Effects of Stokes shift and Purcell enhancement on fluorescence-assisted radiative cooling

Passive daytime radiative cooling has been widely investigated ascribed to the great potential in combatting energy crisis and global warming. Polymeric coatings comprising functional fillers with solar reflectance and infrared emissivity both over 0.9 have proven to be particularly effective for sub-ambient daytime radiative cooling. However, the intrinsic absorption of many functional fillers with optical bandgaps within the solar spectrum reduces the cooling potential and consequently limits material choices. It has recently been demonstrated that introducing fluorescent materials into polymeric coatings can convert the absorbed sunlight to fluorescent emissions and hence increase the effective solar reflectance and cooling performance. In this work, we carry out a systematic experimental investigation on the influence of Stokes shift and Purcell enhancement in such fluorescence-mediated radiative cooling. We find that using phosphors with smaller Stokes shifts and nanoparticle fillers of appropriate sizes can significantly enhance the effective solar reflectance.
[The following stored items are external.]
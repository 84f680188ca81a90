//! iosdev daemon - device watcher, sessions and relays
//!
//! This crate provides the core infrastructure for the iosdev daemon:
//! - `watcher` - Tracks attached devices and serves device operations
//! - `session` - Ref-counted device sessions with scoped guards
//! - `relay` - Port forwarding and syslog streams as line events
//! - `server` - Unix socket server for client connections
//! - `client` - Client side of the daemon socket
//! - `backend` - Seam to the device communication library, plus a simulator
//!
//! # Architecture
//!
//! ```text
//! ┌─────────────────────────────────────────────────────────────┐
//! │                       iosdevd daemon                        │
//! ├─────────────────────────────────────────────────────────────┤
//! │                                                             │
//! │  ┌─────────────────┐     ┌─────────────────────────────┐   │
//! │  │  DaemonServer   │────▶│       DeviceWatcher         │   │
//! │  │ (Unix Socket)   │     │  (registry of DeviceRecord) │   │
//! │  └────────┬────────┘     └──────────────┬──────────────┘   │
//! │           │                             │                   │
//! │           │ connections                 │ per device        │
//! │           ▼                             ▼                   │
//! │  ┌─────────────────┐     ┌─────────────────────────────┐   │
//! │  │ConnectionHandler│◀────│ DeviceSession, PortRelay-   │   │
//! │  │  (per client)   │     │ Manager, LogRelay           │   │
//! │  └─────────────────┘     └──────────────┬──────────────┘   │
//! │                                         │                   │
//! │                          ┌──────────────▼──────────────┐   │
//! │                          │ RunLoop thread (backend     │   │
//! │                          │ notifications, socket reads)│   │
//! │                          └─────────────────────────────┘   │
//! └─────────────────────────────────────────────────────────────┘
//! ```
//!
//! # Panic-Free Guarantees
//!
//! All production code in this crate follows the panic-free policy:
//! - No `.unwrap()`, `.expect()`, `panic!()`, `unreachable!()`, `todo!()`
//! - All fallible operations return `Result` or `Option`
//! - Channel operations handle closure gracefully

pub mod backend;
pub mod client;
pub mod config;
pub mod device;
pub mod listener;
pub mod relay;
pub mod runloop;
pub mod server;
pub mod session;
pub mod wake;
pub mod watcher;

pub use config::{DaemonConfig, WatcherConfig};
pub use listener::{Listener, ListenerId};
pub use relay::{RelayListener, RelayMessage};
pub use watcher::{DeviceWatcher, WatchEvent, WatchListener};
We show that matching the emission wavelengths of two phosphors with the Mie scattering resonance wavelengths of the TiO2 nanoparticle fillers shortens their fluorescence lifetimes by 61% and 23%, respectively, indicating Purcell enhancement factors of 2.6 and 1.3 and ultimately increasing the effective solar reflectance of the fluorescent coatings by up to similar to 4% in field tests. The fluorescence enhancement approach demonstrated here provides an effective strategy for making radiative cooling coatings compatible with commercially available inexpensive engineering materials and potential for realizing colored coatings.